:: Given data ::
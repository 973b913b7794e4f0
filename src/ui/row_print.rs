//! Row printing utilities - C htop compatible field formatters
//!
//! These functions match the exact formatting and coloring of C htop's Row.c:
//! - Row_printKBytes: Format memory values in KiB with unit prefixes and coloring
//! - Row_printTime: Format time values with coloring by magnitude
//! - Row_printPercentage: Format percentages with shadow/highlight coloring

#![allow(dead_code)]

use ncurses::attr_t;
use super::crt::ColorElement;
use super::rich_string::RichString;
use super::Crt;

/// Unit prefixes for memory formatting (K, M, G, T, P, E)
const UNIT_PREFIXES: [char; 6] = ['K', 'M', 'G', 'T', 'P', 'E'];

/// Format a value in KiB with appropriate unit prefix and coloring
/// Matches C htop's Row_printKBytes exactly (6 columns width)
///
/// Colors by magnitude:
/// - < 1000K: normal (PROCESS)
/// - 1K-99M: megabytes prefix in PROCESS_MEGABYTES
/// - 100M-999M: full number in PROCESS_MEGABYTES
/// - >= 1G: PROCESS_GIGABYTES / LARGE_NUMBER
pub fn print_kbytes(str: &mut RichString, number: u64, coloring: bool, crt: &Crt) {
    let process_color = crt.color(ColorElement::Process);
    let megabytes_color = crt.color(ColorElement::ProcessMegabytes);
    let gigabytes_color = crt.color(ColorElement::ProcessGigabytes);
    let large_number_color = crt.color(ColorElement::LargeNumber);
    let shadow_color = crt.color(ColorElement::ProcessShadow);

    // Handle invalid/unknown values
    if number == u64::MAX {
        let color = if coloring { shadow_color } else { process_color };
        str.append("  N/A ", color);
        return;
    }

    let colors: [attr_t; 4] = [
        process_color,
        megabytes_color,
        gigabytes_color,
        large_number_color,
    ];

    let (color, next_unit_color) = if coloring {
        (colors[0], colors[1])
    } else {
        (process_color, process_color)
    };

    // < 1000K: plain number
    if number < 1000 {
        str.append(&format!("{:>5} ", number), color);
        return;
    }

    // 1000K - 99999K: show as "NNKKK " (2 digits M prefix + 3 digits K)
    if number < 100_000 {
        let high = number / 1000;
        let low = number % 1000;
        str.append(&format!("{:>2}", high), next_unit_color);
        str.append(&format!("{:03} ", low), color);
        return;
    }

    // >= 100000K (97.6 MiB or more): need unit prefix
    // Convert KiB to (1/100) of MiB
    let mut hundredths = (number / 256) * 25 + (number % 256) * 25 / 256;
    let mut unit_index = 1usize; // Start at M
    
    let mut prev_unit_color = color;
    let mut current_color = next_unit_color;
    let mut current_next_color = if coloring && unit_index + 1 < colors.len() {
        colors[unit_index + 1]
    } else {
        current_color
    };

    // Scale up until hundredths < 1000000 (i.e., value < 10000 in current unit)
    while hundredths >= 1_000_000 {
        hundredths /= 1024;
        unit_index += 1;
        prev_unit_color = current_color;
        current_color = current_next_color;
        if coloring && unit_index + 1 < colors.len() {
            current_next_color = colors[unit_index + 1];
        }
        if unit_index >= UNIT_PREFIXES.len() {
            // Overflow - show N/A
            let color = if coloring { shadow_color } else { process_color };
            str.append("  N/A ", color);
            return;
        }
    }

    let value = hundredths / 100;
    let frac = hundredths % 100;
    let unit = UNIT_PREFIXES[unit_index];

    if value < 10 {
        // "9.76G" format: 1 digit + decimal point + 2 digits + unit
        str.append(&format!("{}", value), current_color);
        str.append(&format!(".{:02}", frac), prev_unit_color);
        str.append(&format!("{} ", unit), current_color);
    } else if value < 100 {
        // "97.6M" format: 2 digits + decimal point + 1 digit + unit
        str.append(&format!("{:>2}", value), current_color);
        str.append(&format!(".{}", frac / 10), prev_unit_color);
        str.append(&format!("{} ", unit), current_color);
    } else if value < 1000 {
        // "100M" format: 3-4 digits + unit
        str.append(&format!("{:>4}{} ", value, unit), current_color);
    } else {
        // "1000M" format: 1 digit (thousands) + 3 digits + unit
        str.append(&format!("{}", value / 1000), current_next_color);
        str.append(&format!("{:03}{} ", value % 1000, unit), current_color);
    }
}

/// Format time in hundredths of seconds with coloring by magnitude
/// Matches C htop's Row_printTime exactly (9 columns width)
///
/// Format varies by magnitude:
/// - < 60m: " m:ss.cc " (minutes:seconds.centiseconds)
/// - < 24h: "NNhMM:SS " (hours + minutes:seconds)
/// - < 10d: "NdHHhMMm " (days + hours + minutes)
/// - < 365d: "NNNNdHHh " (days + hours)
/// - >= 1y: "NNNyDDDd " or "NNNNNNy " (years + days)
pub fn print_time(str: &mut RichString, total_hundredths: u64, coloring: bool, crt: &Crt) {
    let base_color = crt.color(ColorElement::Process);
    let shadow_color = crt.color(ColorElement::ProcessShadow);
    let hour_color = if coloring { crt.color(ColorElement::ProcessMegabytes) } else { base_color };
    let day_color = if coloring { crt.color(ColorElement::ProcessGigabytes) } else { base_color };
    let year_color = if coloring { crt.color(ColorElement::LargeNumber) } else { base_color };

    // Zero time
    if total_hundredths == 0 {
        let color = if coloring { shadow_color } else { base_color };
        str.append(" 0:00.00 ", color);
        return;
    }

    let total_seconds = total_hundredths / 100;
    let total_minutes = total_seconds / 60;
    let total_hours = total_minutes / 60;
    let seconds = (total_seconds % 60) as u32;
    let minutes = (total_minutes % 60) as u32;

    // < 60 minutes: "mm:ss.cc "
    if total_minutes < 60 {
        let hundredths = (total_hundredths % 100) as u32;
        str.append(&format!("{:>2}:{:02}.{:02} ", total_minutes, seconds, hundredths), base_color);
        return;
    }

    // < 24 hours: "NNhMM:SS "
    if total_hours < 24 {
        str.append(&format!("{:>2}h", total_hours), hour_color);
        str.append(&format!("{:02}:{:02} ", minutes, seconds), base_color);
        return;
    }

    let total_days = total_hours / 24;
    let hours = (total_hours % 24) as u32;

    // < 10 days: "NdHHhMMm "
    if total_days < 10 {
        str.append(&format!("{}d", total_days), day_color);
        str.append(&format!("{:02}h", hours), hour_color);
        str.append(&format!("{:02}m ", minutes), base_color);
        return;
    }

    // < 365 days: "NNNNdHHh "
    if total_days < 365 {
        str.append(&format!("{:>4}d", total_days), day_color);
        str.append(&format!("{:02}h ", hours), hour_color);
        return;
    }

    // >= 1 year
    let years = total_days / 365;
    let days = (total_days % 365) as u32;

    if years < 1000 {
        str.append(&format!("{:>3}y", years), year_color);
        str.append(&format!("{:03}d ", days), day_color);
    } else if years < 10_000_000 {
        str.append(&format!("{:>7}y ", years), year_color);
    } else {
        str.append("eternity ", year_color);
    }
}

/// Format a percentage with appropriate coloring
/// Matches C htop's Row_printPercentage
///
/// Colors:
/// - < 0.05: PROCESS_SHADOW (dim)
/// - >= 99.9: PROCESS_MEGABYTES (highlight)
/// - else: DEFAULT_COLOR
///
/// Width is typically 4-5 characters + trailing space
pub fn print_percentage(str: &mut RichString, val: f32, width: usize, crt: &Crt) -> attr_t {
    let mut attr = crt.color(ColorElement::DefaultColor);
    let shadow_color = crt.color(ColorElement::ProcessShadow);
    let megabytes_color = crt.color(ColorElement::ProcessMegabytes);

    if !val.is_finite() || val < 0.0 {
        attr = shadow_color;
        str.append(&format!("{:>width$} ", "N/A", width = width), attr);
        return attr;
    }

    if val < 0.05 {
        attr = shadow_color;
    } else if val >= 99.9 {
        attr = megabytes_color;
    }

    let precision = if width == 4 && val > 99.9 {
        // Display as "100" for narrow columns like "MEM%"
        str.append(&format!("{:>width$} ", 100, width = width), attr);
        return attr;
    } else {
        1
    };

    str.append(&format!("{:>width$.prec$} ", val, width = width, prec = precision), attr);
    attr
}

/// Format a left-aligned field with given width
pub fn print_left_aligned(str: &mut RichString, attr: attr_t, content: &str, width: usize) {
    let content_len = content.chars().count();
    if content_len >= width {
        // Truncate
        str.append_n(content, attr, width);
        str.append_char(' ', attr);
    } else {
        // Pad
        str.append(content, attr);
        str.append_chr(' ', attr, width - content_len + 1);
    }
}

/// Format a right-aligned integer field
pub fn print_right_aligned_int(str: &mut RichString, attr: attr_t, value: i64, width: usize) {
    str.append(&format!("{:>width$} ", value, width = width), attr);
}

/// Format a right-aligned unsigned integer field
pub fn print_right_aligned_uint(str: &mut RichString, attr: attr_t, value: u64, width: usize) {
    str.append(&format!("{:>width$} ", value, width = width), attr);
}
:::
Task:
Using the records above, restate word for word the lines from the one with "let hours = (total_hours % 24) as u32;" through the one with "if val < 0.05", both included.

Task output:
    let hours = (total_hours % 24) as u32;

    // < 10 days: "NdHHhMMm "
    if total_days < 10 {
        str.append(&format!("{}d", total_days), day_color);
        str.append(&format!("{:02}h", hours), hour_color);
        str.append(&format!("{:02}m ", minutes), base_color);
        return;
    }

    // < 365 days: "NNNNdHHh "
    if total_days < 365 {
        str.append(&format!("{:>4}d", total_days), day_color);
        str.append(&format!("{:02}h ", hours), hour_color);
        return;
    }

    // >= 1 year
    let years = total_days / 365;
    let days = (total_days % 365) as u32;

    if years < 1000 {
        str.append(&format!("{:>3}y", years), year_color);
        str.append(&format!("{:03}d ", days), day_color);
    } else if years < 10_000_000 {
        str.append(&format!("{:>7}y ", years), year_color);
    } else {
        str.append("eternity ", year_color);
    }
}

/// Format a percentage with appropriate coloring
/// Matches C htop's Row_printPercentage
///
/// Colors:
/// - < 0.05: PROCESS_SHADOW (dim)
/// - >= 99.9: PROCESS_MEGABYTES (highlight)
/// - else: DEFAULT_COLOR
///
/// Width is typically 4-5 characters + trailing space
pub fn print_percentage(str: &mut RichString, val: f32, width: usize, crt: &Crt) -> attr_t {
    let mut attr = crt.color(ColorElement::DefaultColor);
    let shadow_color = crt.color(ColorElement::ProcessShadow);
    let megabytes_color = crt.color(ColorElement::ProcessMegabytes);

    if !val.is_finite() || val < 0.0 {
        attr = shadow_color;
        str.append(&format!("{:>width$} ", "N/A", width = width), attr);
        return attr;
    }

    if val < 0.05 {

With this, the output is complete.